You have also helped the committee to have a little bit of an understanding of the complexity of the ethical pharmaceutical industry as opposed to the quick and dirty news article on the whole area. It is a complex area. I was really pleased to hear you summarize. You didn't go into it extensively but, Mr. Robinson, you identified it and it has come up in little pieces subsequently, the effort to work with the medical system with regard to the painkiller issue. We heard in previous testimony about the fact that there are many cases where these addictive painkillers may well not be necessary to be prescribed in certain situations, that indeed the physician, knowing the character of their patient as well, can have a significant influence in what product they prescribe in these areas because the addiction issue is one we're concerned about, as you know. I was very pleased for you to mention that aspect, Mr. Robinson, because clearly there are a number of things that need to be dealt with here, but that area you touched on is a very positive area.
The issue into antibiotic research: Again, I think society, of course, can't know, since the first discovery of penicillin, the tremendous evolution of science and scientific activity, both from natural isolation and the modification of chemical structures to continuously provide the antibiotics over time. We are seeing the adverse events that have occurred from our abuse of that in the sense of overuse, the improper disposing and so on.
Where it may well be that the next generations of antibiotics — we are already seeing it, in fact; it's in progress — require far more original research to develop new discoveries that lead to new lines of chemical structures or biologics that will lead to benefits in these particular areas, and that research is very expensive. However, I think there is an expectation, and we've seen that in documents, that it's up to the pharmaceutical industry to do all of that original research.

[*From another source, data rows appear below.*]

use std::fmt;
use std::path::PathBuf;
use thiserror::Error;

/// Exit codes for the CLI application.
///
/// These codes allow scripts and CI systems to distinguish between
/// different types of failures.
#[derive(Debug, Clone, Copy, PartialEq, Eq)]
#[repr(i32)]
pub enum ExitCode {
    /// Success - report generated and written
    Success = 0,
    /// Invalid command-line arguments (clap parsing errors)
    InvalidArguments = 2,
    /// Application error (package listing failed, config invalid, write failed)
    ApplicationError = 3,
}

impl ExitCode {
    /// Convert to i32 for use with std::process::exit
    pub fn as_i32(self) -> i32 {
        self as i32
    }
}

impl fmt::Display for ExitCode {
    fn fmt(&self, f: &mut fmt::Formatter<'_>) -> fmt::Result {
        match self {
            ExitCode::Success => write!(f, "Success (0)"),
            ExitCode::InvalidArguments => write!(f, "Invalid Arguments (2)"),
            ExitCode::ApplicationError => write!(f, "Application Error (3)"),
        }
    }
}

/// Application-specific errors for report generation.
///
/// Uses thiserror to derive Display and Error traits automatically,
/// reducing boilerplate while maintaining user-friendly error messages.
///
/// Per-package reverse-dependency lookup failures are intentionally NOT
/// represented here: the package query adapter absorbs them and returns an
/// empty depender list, so they never propagate as errors.
#[derive(Debug, Error)]
pub enum ReportError {
    #[error("Failed to list explicitly installed packages\nDetails: {details}\n\n💡 Hint: Please verify that pacman is installed and the local package database is readable")]
    PackageListUnavailable { details: String },

    #[error("Failed to write report: {path}\nDetails: {details}\n\n💡 Hint: Please verify that the directory exists and you have write permissions")]
    FileWriteError { path: PathBuf, details: String },

    #[error("Invalid configuration: {path}\nReason: {reason}\n\n💡 Hint: Please check the config file values")]
    InvalidConfig { path: PathBuf, reason: String },
}

#[cfg(test)]
mod tests {
    use super::*;
    use std::path::PathBuf;

    // ExitCode tests
    #[test]
    fn test_exit_code_values() {
        assert_eq!(ExitCode::Success.as_i32(), 0);
        assert_eq!(ExitCode::InvalidArguments.as_i32(), 2);
        assert_eq!(ExitCode::ApplicationError.as_i32(), 3);
    }

    #[test]
    fn test_exit_code_display() {
        assert_eq!(format!("{}", ExitCode::Success), "Success (0)");
        assert_eq!(
            format!("{}", ExitCode::InvalidArguments),
            "Invalid Arguments (2)"
        );
        assert_eq!(
            format!("{}", ExitCode::ApplicationError),
            "Application Error (3)"
        );
    }

    // ReportError tests
    #[test]
    fn test_package_list_unavailable_display() {
        let error = ReportError::PackageListUnavailable {
            details: "pacman: command not found".to_string(),
        };
        let display = format!("{}", error);
        assert!(display.contains("Failed to list explicitly installed packages"));
        assert!(display.contains("pacman: command not found"));
        assert!(display.contains("💡 Hint:"));
    }

    #[test]
    fn test_file_write_error_display() {
        let error = ReportError::FileWriteError {
            path: PathBuf::from("/test/report.txt"),
            details: "Permission denied".to_string(),
        };
        let display = format!("{}", error);
        assert!(display.contains("Failed to write report"));
        assert!(display.contains("/test/report.txt"));
        assert!(display.contains("Permission denied"));
        assert!(display.contains("💡 Hint:"));
    }

    #[test]
    fn test_invalid_config_display() {
        let error = ReportError::InvalidConfig {
            path: PathBuf::from("/test/pacrev.config.yml"),
            reason: "timeout_secs must be at least 1".to_string(),
        };
        let display = format!("{}", error);
        assert!(display.contains("Invalid configuration"));
        assert!(display.contains("pacrev.config.yml"));
        assert!(display.contains("timeout_secs must be at least 1"));
    }
}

We know, in fact, that much of the original science that leads to the pharmaceutical industry moving to substantial investments in applications of the research comes from fundamental research and universities, CIHR-sponsored kind of research, and I think your points made there today are very important. It is critical for us as a society to realize that there has to be more investment in research, and your recommendations in that area are very important to us. Your testimony today has helped clarify some of these issues, as you nearly always do when you appear before us.
As well, you've touched on the issue of the complex supply line and have helped us understand that. We do know your requirements for the best practice issue and the proper laboratory practice with regard to your industry, but we have to be concerned about those that enter the supply chain elsewhere. We do need to ask the questions of you to ensure that your testing of your own offshore supply line is going to ultimately protect Canadians in that area. Those are the basics for our questions in these areas today.
On that note, I want again to thank you for appearing before us and being very frank with us today, and sitting here representing really almost the totality of the Canadian pharmaceutical industry. On behalf of my colleagues I want to thank you, and again I want to thank my colleagues for exploring these very important questions with you.
With that, I declare the meeting adjourned.